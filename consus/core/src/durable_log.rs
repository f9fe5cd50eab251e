// Copyright (c) Consus Contributors
// SPDX-License-Identifier: Apache-2.0

//! An append-only log with fsync-based durability barriers.
//!
//! Two segment files are written alternately so one can be fsynced while the
//! other keeps accepting appends. `append` assigns a record number and writes
//! without blocking on disk; a background thread fsyncs and publishes the
//! durable upper bound through a watch channel. Record framing is
//! `(be64 recno, be64 len, payload, be32 crc32)`.

use std::cmp::Reverse;
use std::collections::BinaryHeap;
use std::fs::{File, OpenOptions};
use std::io::Read;
use std::os::unix::fs::FileExt;
use std::path::Path;
use std::sync::Arc;
use std::thread;

use consus_config::CommId;
use parking_lot::{Condvar, Mutex};
use tokio::sync::watch;

use crate::error::{ConsusError, ConsusResult};
use crate::message::Message;
use crate::types::{TransactionGroup, Vote};

const RECORD_HEADER_SIZE: usize = 16;
const RECORD_TRAILER_SIZE: usize = 4;

struct Segment {
    file: Arc<File>,
    offset_next_write: u64,
    recno_last_write: u64,
    recno_last_fsync: u64,
    ongoing_writes: u32,
    syncing: bool,
}

impl Segment {
    fn new(file: File) -> Self {
        Self {
            file: Arc::new(file),
            offset_next_write: 0,
            recno_last_write: 0,
            recno_last_fsync: 0,
            ongoing_writes: 0,
            syncing: false,
        }
    }

    fn pending_fsync(&self) -> bool {
        self.recno_last_write > self.recno_last_fsync
    }
}

struct LogState {
    closed: bool,
    failed: bool,
    next_recno: u64,
    segments: [Segment; 2],
}

impl LogState {
    /// The record number below which everything is known durable. A segment
    /// with unsynced records bounds the estimate by its last synced record;
    /// the bound catches up at the next fsync.
    fn durable_upper_bound(&self) -> u64 {
        self.segments
            .iter()
            .map(|seg| {
                if seg.pending_fsync() {
                    seg.recno_last_fsync
                } else {
                    self.next_recno - 1
                }
            })
            .min()
            .unwrap_or(0)
    }
}

struct Shared {
    state: Mutex<LogState>,
    wakeup: Condvar,
    durable_tx: watch::Sender<u64>,
}

/// See the module documentation.
pub struct DurableLog {
    shared: Arc<Shared>,
    durable_rx: watch::Receiver<u64>,
    flush_thread: Option<thread::JoinHandle<()>>,
}

impl DurableLog {
    /// Opens (creating if needed) the log directory with its `LOCK` marker and
    /// two segment files, and starts the flush thread.
    pub fn open(dir: &Path) -> ConsusResult<Self> {
        std::fs::create_dir_all(dir)?;
        // Marker file; the on-disk layout reserves it for an advisory lock.
        let _ = OpenOptions::new()
            .create(true)
            .write(true)
            .open(dir.join("LOCK"))?;
        let open_segment = |name: &str| -> ConsusResult<File> {
            Ok(OpenOptions::new()
                .create(true)
                .read(true)
                .write(true)
                .truncate(true)
                .open(dir.join(name))?)
        };
        let file_a = open_segment("file_a")?;
        let file_b = open_segment("file_b")?;

        let (durable_tx, durable_rx) = watch::channel(0);
        let shared = Arc::new(Shared {
            state: Mutex::new(LogState {
                closed: false,
                failed: false,
                next_recno: 1,
                segments: [Segment::new(file_a), Segment::new(file_b)],
            }),
            wakeup: Condvar::new(),
            durable_tx,
        });

        let flush_shared = shared.clone();
        let flush_thread = thread::Builder::new()
            .name("consus-log-flush".to_string())
            .spawn(move || flush_loop(flush_shared))
            .expect("spawning the log flush thread cannot fail");

        Ok(Self {
            shared,
            durable_rx,
            flush_thread: Some(flush_thread),
        })
    }

    /// Appends `entry` and returns its record number. Does not wait for disk.
    pub fn append(&self, entry: &[u8]) -> ConsusResult<u64> {
        let (recno, offset, seg_idx, file) = {
            let mut state = self.shared.state.lock();
            if state.closed || state.failed {
                return Err(ConsusError::LogClosed);
            }
            let recno = state.next_recno;
            state.next_recno += 1;
            // Write into a segment that is not mid-fsync; with both free,
            // prefer the emptier one to balance flush latency.
            let seg_idx = match (&state.segments[0], &state.segments[1]) {
                (a, _) if a.syncing => 1,
                (_, b) if b.syncing => 0,
                (a, b) if a.offset_next_write <= b.offset_next_write => 0,
                _ => 1,
            };
            let seg = &mut state.segments[seg_idx];
            let offset = seg.offset_next_write;
            seg.offset_next_write +=
                (RECORD_HEADER_SIZE + entry.len() + RECORD_TRAILER_SIZE) as u64;
            seg.recno_last_write = recno;
            seg.ongoing_writes += 1;
            (recno, offset, seg_idx, seg.file.clone())
        };

        let mut buf = Vec::with_capacity(RECORD_HEADER_SIZE + entry.len() + RECORD_TRAILER_SIZE);
        buf.extend_from_slice(&recno.to_be_bytes());
        buf.extend_from_slice(&(entry.len() as u64).to_be_bytes());
        buf.extend_from_slice(entry);
        let crc = crc32fast::hash(&buf);
        buf.extend_from_slice(&crc.to_be_bytes());

        let result = file.write_all_at(&buf, offset);

        let mut state = self.shared.state.lock();
        let seg = &mut state.segments[seg_idx];
        seg.ongoing_writes -= 1;
        if let Err(err) = result {
            state.failed = true;
            self.shared.wakeup.notify_all();
            return Err(err.into());
        }
        self.shared.wakeup.notify_all();
        Ok(recno)
    }

    /// The record number below which everything is on disk.
    pub fn durable(&self) -> u64 {
        *self.durable_rx.borrow()
    }

    pub fn subscribe(&self) -> watch::Receiver<u64> {
        self.durable_rx.clone()
    }

    /// Waits until `recno` is durable.
    pub async fn wait_durable(&self, recno: u64) -> ConsusResult<()> {
        let mut rx = self.durable_rx.clone();
        loop {
            if *rx.borrow_and_update() >= recno {
                return Ok(());
            }
            rx.changed().await.map_err(|_| ConsusError::LogClosed)?;
        }
    }

    /// Feeds every intact record to `visit` in record-number order and returns
    /// the highest record number seen. Records that fail their checksum are
    /// skipped, as are any written after a torn prefix in their segment.
    pub fn replay(&self, mut visit: impl FnMut(u64, &[u8])) -> ConsusResult<u64> {
        let files: Vec<Arc<File>> = {
            let state = self.shared.state.lock();
            state.segments.iter().map(|seg| seg.file.clone()).collect()
        };
        let mut records: Vec<(u64, Vec<u8>)> = Vec::new();
        {
            for file in &files {
                let len = file.metadata()?.len();
                let mut contents = vec![0u8; len as usize];
                file.read_exact_at(&mut contents, 0)?;
                let mut cursor = std::io::Cursor::new(&contents);
                loop {
                    let mut header = [0u8; RECORD_HEADER_SIZE];
                    if cursor.read_exact(&mut header).is_err() {
                        break;
                    }
                    let recno = u64::from_be_bytes(header[..8].try_into().unwrap());
                    let size = u64::from_be_bytes(header[8..].try_into().unwrap()) as usize;
                    let mut payload = vec![0u8; size];
                    if cursor.read_exact(&mut payload).is_err() {
                        break;
                    }
                    let mut trailer = [0u8; RECORD_TRAILER_SIZE];
                    if cursor.read_exact(&mut trailer).is_err() {
                        break;
                    }
                    let mut hasher = crc32fast::Hasher::new();
                    hasher.update(&header);
                    hasher.update(&payload);
                    if hasher.finalize() != u32::from_be_bytes(trailer) {
                        break;
                    }
                    records.push((recno, payload));
                }
            }
        }
        records.sort_by_key(|(recno, _)| *recno);
        let mut highest = 0;
        for (recno, payload) in &records {
            visit(*recno, payload);
            highest = highest.max(*recno);
        }
        Ok(highest)
    }

    fn close(&self) {
        let mut state = self.shared.state.lock();
        state.closed = true;
        self.shared.wakeup.notify_all();
    }
}

impl Drop for DurableLog {
    fn drop(&mut self) {
        self.close();
        if let Some(handle) = self.flush_thread.take() {
            handle.join().ok();
        }
    }
}

fn flush_loop(shared: Arc<Shared>) {
    loop {
        let mut guard = shared.state.lock();
        let seg_idx = loop {
            if guard.closed || guard.failed {
                return;
            }
            // Sync the segment whose unsynced records are oldest.
            let candidate = guard
                .segments
                .iter()
                .enumerate()
                .filter(|(_, seg)| seg.pending_fsync() && !seg.syncing)
                .min_by_key(|(_, seg)| seg.recno_last_fsync)
                .map(|(idx, _)| idx);
            match candidate {
                Some(idx) => break idx,
                None => shared.wakeup.wait(&mut guard),
            }
        };
        guard.segments[seg_idx].syncing = true;
        while guard.segments[seg_idx].ongoing_writes > 0 {
            shared.wakeup.wait(&mut guard);
        }
        let fsync_target = guard.segments[seg_idx].recno_last_write;
        let file = guard.segments[seg_idx].file.clone();
        drop(guard);

        let sync_result = file.sync_data();

        let mut guard = shared.state.lock();
        guard.segments[seg_idx].syncing = false;
        match sync_result {
            Ok(()) => {
                guard.segments[seg_idx].recno_last_fsync = fsync_target;
                let durable = guard.durable_upper_bound();
                shared.durable_tx.send_replace(durable);
            }
            Err(_) => {
                guard.failed = true;
            }
        }
        shared.wakeup.notify_all();
    }
}

/// An action gated behind log durability: a message to send once the log
/// entry that justifies it is on disk, a notification that a transaction
/// operation's own log write completed, or a transaction outcome that becomes
/// visible only once recorded on disk.
#[derive(Debug)]
pub(crate) enum DurableAction {
    Send {
        to: CommId,
        message: Message,
    },
    OperationDurable {
        tg: TransactionGroup,
        seqno: u64,
    },
    DispositionDurable {
        tg: TransactionGroup,
        outcome: Vote,
    },
}

struct PendingAction {
    recno: u64,
    order: u64,
    action: DurableAction,
}

impl PartialEq for PendingAction {
    fn eq(&self, other: &Self) -> bool {
        self.recno == other.recno && self.order == other.order
    }
}
impl Eq for PendingAction {}
impl PartialOrd for PendingAction {
    fn partial_cmp(&self, other: &Self) -> Option<std::cmp::Ordering> {
        Some(self.cmp(other))
    }
}
impl Ord for PendingAction {
    fn cmp(&self, other: &Self) -> std::cmp::Ordering {
        (self.recno, self.order).cmp(&(other.recno, other.order))
    }
}

/// Fan-in of durability-gated actions, drained in record-number order as the
/// durable upper bound advances.
#[derive(Default)]
pub(crate) struct DurabilityFanIn {
    pending: Mutex<(u64, BinaryHeap<Reverse<PendingAction>>)>,
}

impl DurabilityFanIn {
    pub fn new() -> Self {
        Self::default()
    }

    pub fn defer(&self, recno: u64, action: DurableAction) {
        let mut pending = self.pending.lock();
        let order = pending.0;
        pending.0 += 1;
        pending.1.push(Reverse(PendingAction {
            recno,
            order,
            action,
        }));
    }

    /// Removes and returns every action whose record is now durable.
    pub fn drain(&self, durable_upper_bound: u64) -> Vec<DurableAction> {
        let mut pending = self.pending.lock();
        let mut ready = Vec::new();
        while let Some(Reverse(head)) = pending.1.peek() {
            if head.recno > durable_upper_bound {
                break;
            }
            let Reverse(head) = pending.1.pop().unwrap();
            ready.push(head.action);
        }
        ready
    }

    pub fn len(&self) -> usize {
        self.pending.lock().1.len()
    }
}

#[cfg(test)]
mod tests {
    use super::*;
    use tempfile::TempDir;

    #[tokio::test]
    async fn appends_become_durable_and_replay_in_order() {
        let dir = TempDir::new().unwrap();
        let log = DurableLog::open(dir.path()).unwrap();

        let mut recnos = Vec::new();
        for i in 0..20u32 {
            recnos.push(log.append(format!("entry-{i}").as_bytes()).unwrap());
        }
        assert_eq!(recnos, (1..=20).collect::<Vec<u64>>());
        log.wait_durable(20).await.unwrap();
        assert!(log.durable() >= 20);

        let mut seen = Vec::new();
        let highest = log
            .replay(|recno, payload| {
                seen.push((recno, String::from_utf8(payload.to_vec()).unwrap()));
            })
            .unwrap();
        assert_eq!(highest, 20);
        assert_eq!(seen.len(), 20);
        for (i, (recno, payload)) in seen.iter().enumerate() {
            assert_eq!(*recno, i as u64 + 1);
            assert_eq!(payload, &format!("entry-{i}"));
        }
    }

    #[tokio::test]
    async fn append_after_drop_fails() {
        let dir = TempDir::new().unwrap();
        let log = DurableLog::open(dir.path()).unwrap();
        log.append(b"x").unwrap();
        log.close();
        assert!(matches!(log.append(b"y"), Err(ConsusError::LogClosed)));
    }

    #[test]
    fn fan_in_drains_in_record_order() {
        let fan_in = DurabilityFanIn::new();
        let tg = TransactionGroup::default();
        fan_in.defer(5, DurableAction::OperationDurable { tg, seqno: 5 });
        fan_in.defer(2, DurableAction::OperationDurable { tg, seqno: 2 });
        fan_in.defer(9, DurableAction::OperationDurable { tg, seqno: 9 });
        assert_eq!(fan_in.len(), 3);

        let ready = fan_in.drain(4);
        assert_eq!(ready.len(), 1);
        assert!(
            matches!(ready[0], DurableAction::OperationDurable { seqno: 2, .. })
        );

        let ready = fan_in.drain(9);
        assert_eq!(ready.len(), 2);
        assert!(
            matches!(ready[0], DurableAction::OperationDurable { seqno: 5, .. })
        );
        assert!(
            matches!(ready[1], DurableAction::OperationDurable { seqno: 9, .. })
        );
        assert_eq!(fan_in.len(), 0);
    }
}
• • • •
→ Work required:
Where a line in the listing above includes the string "DurabilityFanIn", copy that line.

→ Solution:
pub(crate) struct DurabilityFanIn {
impl DurabilityFanIn {
        let fan_in = DurabilityFanIn::new();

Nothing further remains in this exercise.